The main symptoms are:

  • Swelling that typically presents with reddened, shiny and sore skin behind the pinna. The swelling is caused by the extension of the infection outside the mastoid bone into the subcutaneous area;
  • Anteriorisation of the pinna: in other words, the child develops the typical flap ear due to the swelling that has appeared behind the ear;
  • Disappearance of the normal retroauricular groove, again due to the swelling that has developed behind the pinna.

These symptoms are associated with those of acute otitis media

  • Intense pain in the ear;
  • Fever;
  • Occasionally discharge of mucous or frankly purulent secretion (otorrhea) from the external ear canal.

The diagnosis of mastoiditis is made on the basis of the symptoms that the child presents

  • An otorhinolaryngological examination reveals “external” signs (subcutaneous collection of pus behind the ear and anteriorisation of the pinna).
  • Micro-otoscopy (otoscopy allowing a very magnified view) may highlight reddening and protrusion of the tympanic membrane (signs of acute otitis media).
  • Sometimes the external auditory canal may be occupied by mucous or purulent discharge. Occasionally, symptoms may only be blurred.
  • In advanced cases, the clinical diagnosis will be complemented by radiological diagnosis: computed tomography (CT) of the skull will demonstrate a mastoid region diffusely damaged by the infectious process.
  • Laboratory tests (blood count with formula, PCR, ESR) can help to confirm the inflammation associated with mastoiditis.
  • Once the diagnosis has been made, the child should be taken to the emergency room as soon as possible and urgently admitted for intravenous antibiotic therapy.

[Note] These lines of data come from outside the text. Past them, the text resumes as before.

use crate::models::*;
use crate::services::CalendarService;
use actix_web::{HttpResponse, ResponseError, Result, web};
use chrono::NaiveDate;
use serde_json::json;

#[utoipa::path(
    get,
    path = "/calendar/{room_id}.ics",
    tag = "calendar",
    params(
        ("room_id" = String, Path, description = "Room id")
    ),
    responses(
        (status = 200, description = "iCalendar feed for channel managers", content_type = "text/calendar"),
        (status = 404, description = "Room not found")
    )
)]
pub async fn export_ics(
    calendar_service: web::Data<CalendarService>,
    path: web::Path<String>,
) -> Result<HttpResponse> {
    match calendar_service.export_ics(&path).await {
        Ok(ics) => Ok(HttpResponse::Ok()
            .content_type("text/calendar; charset=utf-8")
            .insert_header((
                "Content-Disposition",
                format!("inline; filename=\"{}.ics\"", path.as_str()),
            ))
            .body(ics)),
        Err(e) => Ok(e.error_response()),
    }
}

#[utoipa::path(
    get,
    path = "/admin/blocked-dates/{room_id}",
    tag = "admin",
    params(
        ("room_id" = String, Path, description = "Room id")
    ),
    security(
        ("bearer_auth" = [])
    ),
    responses(
        (status = 200, description = "Blocked dates of the room", body = [BlockedDateResponse])
    )
)]
pub async fn list_blocked_dates(
    calendar_service: web::Data<CalendarService>,
    path: web::Path<String>,
) -> Result<HttpResponse> {
    match calendar_service.list_blocked_dates(&path).await {
        Ok(dates) => Ok(HttpResponse::Ok().json(json!({
            "success": true,
            "data": dates
        }))),
        Err(e) => Ok(e.error_response()),
    }
}

#[utoipa::path(
    post,
    path = "/admin/blocked-dates",
    tag = "admin",
    request_body = BlockDateRequest,
    security(
        ("bearer_auth" = [])
    ),
    responses(
        (status = 200, description = "Date blocked, repeated calls return the existing row", body = BlockedDateResponse),
        (status = 404, description = "Room not found")
    )
)]
pub async fn block_date(
    calendar_service: web::Data<CalendarService>,
    request: web::Json<BlockDateRequest>,
) -> Result<HttpResponse> {
    match calendar_service.block_date(request.into_inner()).await {
        Ok(blocked) => Ok(HttpResponse::Ok().json(json!({
            "success": true,
            "data": blocked
        }))),
        Err(e) => Ok(e.error_response()),
    }
}

#[utoipa::path(
    post,
    path = "/admin/blocked-dates/range",
    tag = "admin",
    request_body = BlockDateRangeRequest,
    security(
        ("bearer_auth" = [])
    ),
    responses(
        (status = 200, description = "Number of newly blocked dates", body = BulkResult),
        (status = 400, description = "Invalid range")
    )
)]
pub async fn block_range(
    calendar_service: web::Data<CalendarService>,
    request: web::Json<BlockDateRangeRequest>,
) -> Result<HttpResponse> {
    match calendar_service.block_range(request.into_inner()).await {
        Ok(result) => Ok(HttpResponse::Ok().json(json!({
            "success": true,
            "data": result
        }))),
        Err(e) => Ok(e.error_response()),
    }
}

#[utoipa::path(
    delete,
    path = "/admin/blocked-dates/{room_id}/{date}",
    tag = "admin",
    params(
        ("room_id" = String, Path, description = "Room id"),
        ("date" = String, Path, description = "Date as YYYY-MM-DD")
    ),
    security(
        ("bearer_auth" = [])
    ),
    responses(
        (status = 200, description = "Date unblocked")
    )
)]
pub async fn unblock_date(
    calendar_service: web::Data<CalendarService>,
    path: web::Path<(String, NaiveDate)>,
) -> Result<HttpResponse> {
    let (room_id, date) = path.into_inner();
    match calendar_service.unblock_date(&room_id, date).await {
        Ok(()) => Ok(HttpResponse::Ok().json(ApiResponse::<()>::message("Date unblocked"))),
        Err(e) => Ok(e.error_response()),
    }
}

#[utoipa::path(
    get,
    path = "/admin/custom-prices/{room_id}",
    tag = "admin",
    params(
        ("room_id" = String, Path, description = "Room id"),
        CustomPriceQuery
    ),
    security(
        ("bearer_auth" = [])
    ),
    responses(
        (status = 200, description = "Per-date price overrides", body = [CustomPriceResponse])
    )
)]
pub async fn list_custom_prices(
    calendar_service: web::Data<CalendarService>,
    path: web::Path<String>,
    query: web::Query<CustomPriceQuery>,
) -> Result<HttpResponse> {
    match calendar_service.list_custom_prices(&path, &query).await {
        Ok(prices) => Ok(HttpResponse::Ok().json(json!({
            "success": true,
            "data": prices
        }))),
        Err(e) => Ok(e.error_response()),
    }
}

#[utoipa::path(
    post,
    path = "/admin/custom-prices",
    tag = "admin",
    request_body = CustomPriceRequest,
    security(
        ("bearer_auth" = [])
    ),
    responses(
        (status = 200, description = "Price set for every date of the range", body = BulkResult),
        (status = 400, description = "Invalid price or range"),
        (status = 404, description = "Room not found")
    )
)]
pub async fn set_custom_prices(
    calendar_service: web::Data<CalendarService>,
    request: web::Json<CustomPriceRequest>,
) -> Result<HttpResponse> {
    match calendar_service.set_custom_prices(request.into_inner()).await {
        Ok(result) => Ok(HttpResponse::Ok().json(json!({
            "success": true,
            "data": result
        }))),
        Err(e) => Ok(e.error_response()),
    }
}

#[utoipa::path(
    delete,
    path = "/admin/custom-prices/{room_id}/{date}",
    tag = "admin",
    params(
        ("room_id" = String, Path, description = "Room id"),
        ("date" = String, Path, description = "Date as YYYY-MM-DD")
    ),
    security(
        ("bearer_auth" = [])
    ),
    responses(
        (status = 200, description = "Override removed"),
        (status = 404, description = "No override on that date")
    )
)]
pub async fn delete_custom_price(
    calendar_service: web::Data<CalendarService>,
    path: web::Path<(String, NaiveDate)>,
) -> Result<HttpResponse> {
    let (room_id, date) = path.into_inner();
    match calendar_service.delete_custom_price(&room_id, date).await {
        Ok(()) => Ok(HttpResponse::Ok().json(ApiResponse::<()>::message("Custom price removed"))),
        Err(e) => Ok(e.error_response()),
    }
}

pub fn calendar_config(cfg: &mut web::ServiceConfig) {
    cfg.route("/calendar/{room_id}.ics", web::get().to(export_ics));
}

pub fn calendar_admin_config(cfg: &mut web::ServiceConfig) {
    cfg.service(
        web::scope("/blocked-dates")
            .route("", web::post().to(block_date))
            .route("/range", web::post().to(block_range))
            .route("/{room_id}", web::get().to(list_blocked_dates))
            .route("/{room_id}/{date}", web::delete().to(unblock_date)),
    )
    .service(
        web::scope("/custom-prices")
            .route("", web::post().to(set_custom_prices))
            .route("/{room_id}", web::get().to(list_custom_prices))
            .route("/{room_id}/{date}", web::delete().to(delete_custom_price)),
    );
}
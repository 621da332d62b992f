use crate::config::ServerConfig;
use actix_cors::Cors;

pub fn create_cors(config: &ServerConfig) -> Cors {
    let cors = match config.allowed_origins() {
        Some(origins) => origins
            .iter()
            .fold(Cors::default(), |cors, origin| cors.allowed_origin(origin)),
        None => Cors::default().allow_any_origin(),
    };
    cors.allowed_methods(vec!["GET", "POST", "PUT", "DELETE", "OPTIONS"])
        .allow_any_header()
        .max_age(3600)
}
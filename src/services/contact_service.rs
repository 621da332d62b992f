use crate::entities::contact_message_entity;
use crate::error::{AppError, AppResult};
use crate::models::{ContactMessageResponse, ContactRequest};
use crate::services::notification_service::NotificationService;
use crate::utils::{normalize_language, require_non_empty, validate_email};
use chrono::Utc;
use sea_orm::sea_query::Expr;
use sea_orm::{ColumnTrait, DatabaseConnection, EntityTrait, QueryFilter, QueryOrder, Set};
use uuid::Uuid;

/// Upper bound on a single message body, in characters
const MAX_MESSAGE_LEN: usize = 5000;

#[derive(Clone)]
pub struct ContactService {
    pool: DatabaseConnection,
    notifications: NotificationService,
}

impl ContactService {
    pub fn new(pool: DatabaseConnection, notifications: NotificationService) -> Self {
        Self {
            pool,
            notifications,
        }
    }

    pub async fn submit(&self, request: ContactRequest) -> AppResult<ContactMessageResponse> {
        require_non_empty("name", &request.name)?;
        require_non_empty("message", &request.message)?;
        let email = request.email.trim().to_lowercase();
        validate_email(&email)?;
        if request.message.chars().count() > MAX_MESSAGE_LEN {
            return Err(AppError::ValidationError(format!(
                "message cannot exceed {MAX_MESSAGE_LEN} characters"
            )));
        }

        let message = contact_message_entity::Model {
            id: Uuid::new_v4(),
            name: request.name.trim().to_string(),
            email,
            message: request.message.trim().to_string(),
            language: normalize_language(Some(&request.language)),
            is_read: false,
            created_at: Utc::now(),
        };
        contact_message_entity::Entity::insert(contact_message_entity::ActiveModel {
            id: Set(message.id),
            name: Set(message.name.clone()),
            email: Set(message.email.clone()),
            message: Set(message.message.clone()),
            language: Set(message.language.clone()),
            is_read: Set(false),
            created_at: Set(message.created_at),
        })
        .exec_without_returning(&self.pool)
        .await?;

        log::info!("Contact message {} from {}", message.id, message.email);
        self.notifications.contact_received(&message).await;
        Ok(message.into())
    }

    pub async fn list_messages(&self, unread_only: bool) -> AppResult<Vec<ContactMessageResponse>> {
        let mut select = contact_message_entity::Entity::find();
        if unread_only {
            select = select.filter(contact_message_entity::Column::IsRead.eq(false));
        }
        let messages = select
            .order_by_desc(contact_message_entity::Column::CreatedAt)
            .all(&self.pool)
            .await?;
        Ok(messages.into_iter().map(Into::into).collect())
    }

    pub async fn mark_read(&self, id: Uuid) -> AppResult<()> {
        let result = contact_message_entity::Entity::update_many()
            .col_expr(contact_message_entity::Column::IsRead, Expr::value(true))
            .filter(contact_message_entity::Column::Id.eq(id))
            .exec(&self.pool)
            .await?;
        if result.rows_affected == 0 {
            return Err(AppError::NotFound(format!("Message {id} not found")));
        }
        Ok(())
    }
}

#[cfg(test)]
mod tests {
    use super::*;
    use crate::services::fixtures::{RecordingMailer, exec};
    use sea_orm::{DatabaseBackend, MockDatabase};
    use std::sync::Arc;

    fn service(db: DatabaseConnection, mailer: Arc<RecordingMailer>) -> ContactService {
        let notifications = NotificationService::new(
            db.clone(),
            mailer,
            "Desideri di Puglia".to_string(),
            Some("host@desideridipuglia.it".to_string()),
        );
        ContactService::new(db, notifications)
    }

    fn request(email: &str, message: &str) -> ContactRequest {
        ContactRequest {
            name: "Marco".to_string(),
            email: email.to_string(),
            message: message.to_string(),
            language: "fr".to_string(),
        }
    }

    #[tokio::test]
    async fn test_submit_stores_and_notifies_owner() {
        let db = MockDatabase::new(DatabaseBackend::Postgres)
            .append_exec_results([exec(1)])
            .into_connection();
        let mailer = Arc::new(RecordingMailer::default());
        let service = service(db, mailer.clone());

        let saved = service
            .submit(request("Marco@Example.com", "Avete parcheggio?"))
            .await
            .unwrap();
        assert_eq!(saved.email, "marco@example.com");
        assert_eq!(saved.language, "it");
        assert!(!saved.is_read);

        let sent = mailer.sent.lock().unwrap();
        assert_eq!(sent.len(), 1);
        assert_eq!(sent[0].to, "host@desideridipuglia.it");
    }

    #[tokio::test]
    async fn test_submit_rejects_bad_input() {
        let db = MockDatabase::new(DatabaseBackend::Postgres).into_connection();
        let service = service(db, Arc::new(RecordingMailer::default()));
        assert!(matches!(
            service.submit(request("marco", "ciao")).await,
            Err(AppError::ValidationError(_))
        ));
        assert!(matches!(
            service.submit(request("marco@example.com", "   ")).await,
            Err(AppError::ValidationError(_))
        ));
    }
}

Sometimes intravenous therapy is sufficient for the child’s recovery.

Surgery is indicated

  • When there is no improvement after 48-72 hours of treatment;
  • When a mastoid empyema forms, i.e. a destruction of the bony septa between the cavities of the mastoid bone and complete filling of the mastoid with purulent material;
  • When a subperiosteal abscess forms, i.e. a collection of infected material between bone and skin.

The surgical procedure consists of making an incision behind the ear through which the mastoid bone cavities are opened, draining the collection of pus outside.

Generally, two small tubes are placed at the end of the operation: one drain connects the mastoid cavity that has just been operated on with the outside, thus allowing the pus to escape from the retroauricular wound.

A second drain (transtympanic) crosses the tympanic membrane and connects the tympanic cavity with the ear canal, allowing the passage of air into the ear to be restored and reducing local inflammation.